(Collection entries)
################

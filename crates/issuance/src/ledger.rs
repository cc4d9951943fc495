//! Purchase validation and the supply state transition
//!
//! [`buy`] is a pure calculation over an explicit [`SupplyState`]. The
//! [`IssuanceLedger`] wraps one state and applies results to it; callers that
//! share a ledger across threads must serialize `commit`/`execute`.

use crate::errors::IssuanceError;
use crate::price::{price, price_of};
use crate::types::{PurchaseRequest, PurchaseResult};
use meretrix_types::{Amount, SupplyState, MAX_TOTAL_SUPPLY};
use serde::Serialize;
use tracing::{debug, info};

/// Price and validate a purchase against `state`.
///
/// Checks run in a fixed order: zero amount, supply invariant, cost
/// overflow, treasury availability. `state` is only read.
pub fn buy(
    request: &PurchaseRequest,
    state: &SupplyState,
) -> Result<PurchaseResult, IssuanceError> {
    if request.amount == 0 {
        debug!(target: "issuance", "Rejected zero-amount purchase for {:?}", request.buyer);
        return Err(IssuanceError::InvalidAmount);
    }

    let unit_price = price(state.total_supply, state.sold_supply)?;

    let cost = request
        .amount
        .checked_mul(unit_price)
        .ok_or(IssuanceError::ArithmeticOverflow("purchase cost"))?;

    let remaining = state.total_supply - state.sold_supply;
    if request.amount > remaining {
        debug!(
            target: "issuance",
            "Rejected purchase of {} units: only {} remaining",
            request.amount,
            remaining
        );
        return Err(IssuanceError::InsufficientTreasury {
            requested: request.amount,
            remaining,
        });
    }

    // amount <= remaining, so this stays within total_supply
    let new_sold_supply = state.sold_supply + request.amount;

    debug!(
        target: "issuance",
        "Quoted {} units at {} each (cost {}), sold {} -> {}",
        request.amount,
        unit_price,
        cost,
        state.sold_supply,
        new_sold_supply
    );

    Ok(PurchaseResult::new(
        request.buyer,
        request.amount,
        unit_price,
        cost,
        state.sold_supply,
        new_sold_supply,
    ))
}

/// Owner of a single issuance's supply state.
#[derive(Debug, Clone, PartialEq, Eq, Serialize)]
pub struct IssuanceLedger {
    state: SupplyState,
}

impl IssuanceLedger {
    /// Start a new issuance with nothing sold.
    pub fn new(total_supply: Amount) -> Result<Self, IssuanceError> {
        Self::with_state(SupplyState::new(total_supply))
    }

    /// Resume an issuance from a persisted state.
    pub fn with_state(state: SupplyState) -> Result<Self, IssuanceError> {
        if state.total_supply > MAX_TOTAL_SUPPLY {
            return Err(IssuanceError::SupplyOutOfRange {
                total: state.total_supply,
                max: MAX_TOTAL_SUPPLY,
            });
        }
        if !state.is_consistent() {
            return Err(IssuanceError::InvariantViolation {
                total: state.total_supply,
                sold: state.sold_supply,
            });
        }
        Ok(Self { state })
    }

    pub fn state(&self) -> SupplyState {
        self.state
    }

    pub fn total_supply(&self) -> Amount {
        self.state.total_supply
    }

    pub fn sold_supply(&self) -> Amount {
        self.state.sold_supply
    }

    pub fn remaining(&self) -> Amount {
        self.state.remaining()
    }

    /// Unit price at the current state.
    pub fn current_price(&self) -> Result<Amount, IssuanceError> {
        price_of(&self.state)
    }

    /// Price a request against the current state without applying it.
    pub fn quote(&self, request: &PurchaseRequest) -> Result<PurchaseResult, IssuanceError> {
        buy(request, &self.state)
    }

    /// Apply a result produced by [`buy`] or [`IssuanceLedger::quote`].
    ///
    /// A result priced against a different sold count is rejected with
    /// [`IssuanceError::StaleResult`], so the same purchase cannot be
    /// committed twice.
    pub fn commit(&mut self, result: &PurchaseResult) -> Result<(), IssuanceError> {
        if result.prior_sold_supply() != self.state.sold_supply {
            return Err(IssuanceError::StaleResult {
                priced_at: result.prior_sold_supply(),
                current: self.state.sold_supply,
            });
        }

        let remaining = self.state.remaining();
        if result.amount() > remaining {
            return Err(IssuanceError::InsufficientTreasury {
                requested: result.amount(),
                remaining,
            });
        }

        self.state.sold_supply = result.new_sold_supply();

        info!(
            target: "issuance",
            "Committed sale of {} units to {:?}: sold {}/{}",
            result.amount(),
            result.buyer(),
            self.state.sold_supply,
            self.state.total_supply
        );

        Ok(())
    }

    /// Quote and commit in one step.
    pub fn execute(&mut self, request: &PurchaseRequest) -> Result<PurchaseResult, IssuanceError> {
        let result = self.quote(request)?;
        self.commit(&result)?;
        Ok(result)
    }
}

#[cfg(test)]
mod tests {
    use super::*;
    use meretrix_types::AccountId;

    fn request(amount: Amount) -> PurchaseRequest {
        PurchaseRequest::new(AccountId::from_handle("@buyer"), amount)
    }

    #[test]
    fn test_cost_at_fresh_state() {
        let state = SupplyState::new(1_000);
        let result = buy(&request(10), &state).unwrap();
        assert_eq!(result.unit_price(), 2_000);
        assert_eq!(result.cost(), 20_000);
        assert_eq!(result.new_sold_supply(), 10);
        assert_eq!(result.prior_sold_supply(), 0);
    }

    #[test]
    fn test_zero_amount_rejected_first() {
        // Even an inconsistent state reports the zero amount.
        let state = SupplyState::from_parts(10, 20);
        assert_eq!(buy(&request(0), &state), Err(IssuanceError::InvalidAmount));
    }

    #[test]
    fn test_exact_remaining_accepted() {
        let state = SupplyState::from_parts(100, 90);
        let result = buy(&request(10), &state).unwrap();
        assert_eq!(result.new_sold_supply(), 100);
        assert_eq!(result.cost(), 200);
    }

    #[test]
    fn test_oversell_rejected() {
        let state = SupplyState::from_parts(100, 90);
        assert_eq!(
            buy(&request(11), &state),
            Err(IssuanceError::InsufficientTreasury {
                requested: 11,
                remaining: 10
            })
        );
    }

    #[test]
    fn test_cost_overflow_detected() {
        let state = SupplyState::new(MAX_TOTAL_SUPPLY);
        assert_eq!(
            buy(&request(2), &state),
            Err(IssuanceError::ArithmeticOverflow("purchase cost"))
        );
    }

    #[test]
    fn test_overflow_reported_before_treasury() {
        // unit price is 2 and only one unit is left; both checks would fail
        let state = SupplyState::from_parts(MAX_TOTAL_SUPPLY, MAX_TOTAL_SUPPLY - 1);
        assert_eq!(
            buy(&request(Amount::MAX), &state),
            Err(IssuanceError::ArithmeticOverflow("purchase cost"))
        );
    }

    #[test]
    fn test_ledger_execute_advances_state() {
        let mut ledger = IssuanceLedger::new(1_000).unwrap();
        ledger.execute(&request(400)).unwrap();
        assert_eq!(ledger.sold_supply(), 400);
        assert_eq!(ledger.current_price().unwrap(), 1_200);
    }

    #[test]
    fn test_commit_twice_is_rejected() {
        let mut ledger = IssuanceLedger::new(1_000).unwrap();
        let result = ledger.quote(&request(5)).unwrap();
        ledger.commit(&result).unwrap();

        let err = ledger.commit(&result).unwrap_err();
        assert_eq!(err, IssuanceError::StaleResult { priced_at: 0, current: 5 });
        assert_eq!(ledger.sold_supply(), 5);
    }

    #[test]
    fn test_commit_from_larger_issuance_rejected() {
        let big = SupplyState::new(1_000);
        let result = buy(&request(500), &big).unwrap();

        let mut small = IssuanceLedger::new(100).unwrap();
        let err = small.commit(&result).unwrap_err();
        assert!(matches!(err, IssuanceError::InsufficientTreasury { .. }));
        assert_eq!(small.sold_supply(), 0);
    }

    #[test]
    fn test_with_state_validates() {
        assert!(IssuanceLedger::with_state(SupplyState::from_parts(10, 11)).is_err());
        assert!(IssuanceLedger::new(MAX_TOTAL_SUPPLY + 1).is_err());
        assert!(IssuanceLedger::with_state(SupplyState::from_parts(10, 10)).is_ok());
    }
}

################

--- Exercise brief ---
Note each line of the entries that has "units" in it, and copy those lines.

--- Exercise answer ---
            "Rejected purchase of {} units: only {} remaining",
        "Quoted {} units at {} each (cost {}), sold {} -> {}",
            "Committed sale of {} units to {:?}: sold {}/{}",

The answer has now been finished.